How Does Liver Fibrosis Occur?
Liver fibrosis is the excessive scarring of liver tissue, which is due to progressive liver inflammation and liver cell death in chronic liver diseases. Liver fibrosis occurs when liver tries to repair its damaged cells through deposition of new collagen fibers. This deposition of repaired tissue results in scarred tissue or fibrous tissue formation. This exaggerated wound healing response interferes with normal liver function.
How Does Liver Fibrosis Occur?
Liver fibrosis occurs due to repeated damage caused either by various drugs or by disorders. The hepatocytes/the functional liver cells are injured due to trauma, excess alcohol consumption, toxins, or virus such as hepatitis B or hepatitis C, biliary obstruction, autoimmune hepatitis, non-alcoholic fatty liver disease (NAFL), and alcoholic liver disease (ALD). However, very rarely is liver fibrosis the primary problem, mostly it is secondary to some other liver disease such as liver cirrhosis. The people who are at risk of developing liver fibrosis are people above the age of 50 years, immunocompromised patients, fatty liver(steatosis), resistance to insulin and who are infected with hepatitis B or C virus. Fibrosis is also believed to occur more rapidly in men than women.

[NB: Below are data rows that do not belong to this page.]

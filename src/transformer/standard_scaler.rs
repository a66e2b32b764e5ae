use getset::{CopyGetters, Getters};
use serde::{Deserialize, Serialize};
use strict_num::FiniteF64;
use tracing::debug;

use crate::{
    error::{Error, Result},
    statistics::{mean::MeanExt, standard_deviation::StandardDeviationExt},
    table::{Column, Table},
};

use super::{check_schema, Estimate, Transform};

#[derive(Debug, Clone, Copy)]
pub struct StandardScalingEstimator {
    with_mean: bool,
    with_std: bool,
}
impl StandardScalingEstimator {
    pub fn new(with_mean: bool, with_std: bool) -> Self {
        Self {
            with_mean,
            with_std,
        }
    }
}
impl Default for StandardScalingEstimator {
    fn default() -> Self {
        Self::new(true, true)
    }
}
impl Estimate for StandardScalingEstimator {
    type Output = StandardScaler;

    fn fit(&self, examples: &Table) -> Result<Self::Output> {
        let columns = examples
            .iter()
            .map(|(name, column)| -> Result<ColumnScaler> {
                let numbers = column.numbers(name)?.flatten();
                let empty = |_| Error::EmptyColumn(name.to_string());
                let mean = match self.with_mean {
                    true => numbers.clone().mean().map_err(empty)?,
                    false => 0.0,
                };
                let standard_deviation = match self.with_std {
                    true => numbers.standard_deviation().map_err(empty)?,
                    false => 1.0,
                };
                let scaler = ColumnScaler::new(mean, standard_deviation)
                    .ok_or_else(|| Error::InvalidParameter(format!("column `{name}` is not finite")))?;
                Ok(scaler)
            })
            .collect::<Result<Vec<_>>>()?;
        debug!(?columns, "fitted standard scaler");
        Ok(StandardScaler {
            column_names: examples.column_names().to_vec(),
            columns,
        })
    }
}

#[derive(Debug, Clone, Copy, PartialEq, Serialize, Deserialize, CopyGetters)]
/// Standardization of one column.
pub struct ColumnScaler {
    #[getset(get_copy = "pub")]
    mean: FiniteF64,
    /// `1` where the fit-time deviation was zero.
    #[getset(get_copy = "pub")]
    standard_deviation: FiniteF64,
}
impl ColumnScaler {
    /// # Option
    ///
    /// Return [`None`] if either statistic is not finite
    #[must_use]
    pub fn new(mean: f64, standard_deviation: f64) -> Option<Self> {
        let standard_deviation = match standard_deviation {
            x if x == 0.0 => 1.0,
            x => x,
        };
        Some(Self {
            mean: FiniteF64::new(mean)?,
            standard_deviation: FiniteF64::new(standard_deviation)?,
        })
    }

    #[must_use]
    pub fn scale(&self, x: f64) -> f64 {
        (x - self.mean.get()) / self.standard_deviation.get()
    }
}

/// Borrowed from `sklearn.preprocessing.StandardScaler`, keeping the column
/// names.
#[derive(Debug, Clone, PartialEq, Serialize, Deserialize, Getters)]
pub struct StandardScaler {
    #[getset(get = "pub")]
    column_names: Vec<String>,
    #[getset(get = "pub")]
    columns: Vec<ColumnScaler>,
}
impl Transform for StandardScaler {
    fn transform(&self, table: &Table) -> Result<Table> {
        check_schema(&self.column_names, table)?;
        let columns = table
            .iter()
            .zip(&self.columns)
            .map(|((name, column), scaler)| -> Result<(String, Column)> {
                let scaled = column
                    .numbers(name)?
                    .map(|x| x.map(|x| scaler.scale(x)))
                    .collect();
                Ok((name.to_string(), Column::Float(scaled)))
            })
            .collect::<Result<Vec<_>>>()?;
        Table::new(columns)
    }

    fn feature_names_out(&self) -> &[String] {
        &self.column_names
    }
}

Hepatitis C virus is known to result in 60-70% of cases and almost 75% of the cases of acute hepatitis turn into chronic hepatitis. Hepatitis B mostly occurs as a co-infection with hepatitis D and contributes to 5-10% of the cases. A 90% of the newborn suffering with acute hepatitis progress to chronic hepatitis and 25-50% also progress to chronic cases in young children.
Fatty liver mostly occurs in people who are obese, diabetic with abnormal levels of cholesterol and fats in the blood. These conditions will lead to synthesis of more fat and ultimately accumulation inside the liver cells causing fatty liver. This fatty liver causes chronic inflammation and liver cirrhosis.
Alcoholic hepatitis occurs in people who have been drinking heavily for many years. This leads to widespread inflammation and destruction of liver cells.
Drugs leading to chronic hepatitis are isoniazid, methyldopa, and nitrofurantoin when they are taken for a long period of time.
Other causes of chronic hepatitis include alpha-1 antitrypsin deficiency (a hereditary disorder, celiac disease and hemochromatosis. They all in turn lead to liver fibrosis and if not treated liver cirrhosis.
Stages of Liver Fibrosis
The stages determine the degree of damage afflicted to the liver. The activity or the prediction of how the fibrosis is progressing is done based on a popular scoring system called the METAVIR scoring system. The activity grade ranges from A0 to A3 with A0 having no activity, A1 showing mild activity, A2 showing moderate activity and A3 showing severe activity.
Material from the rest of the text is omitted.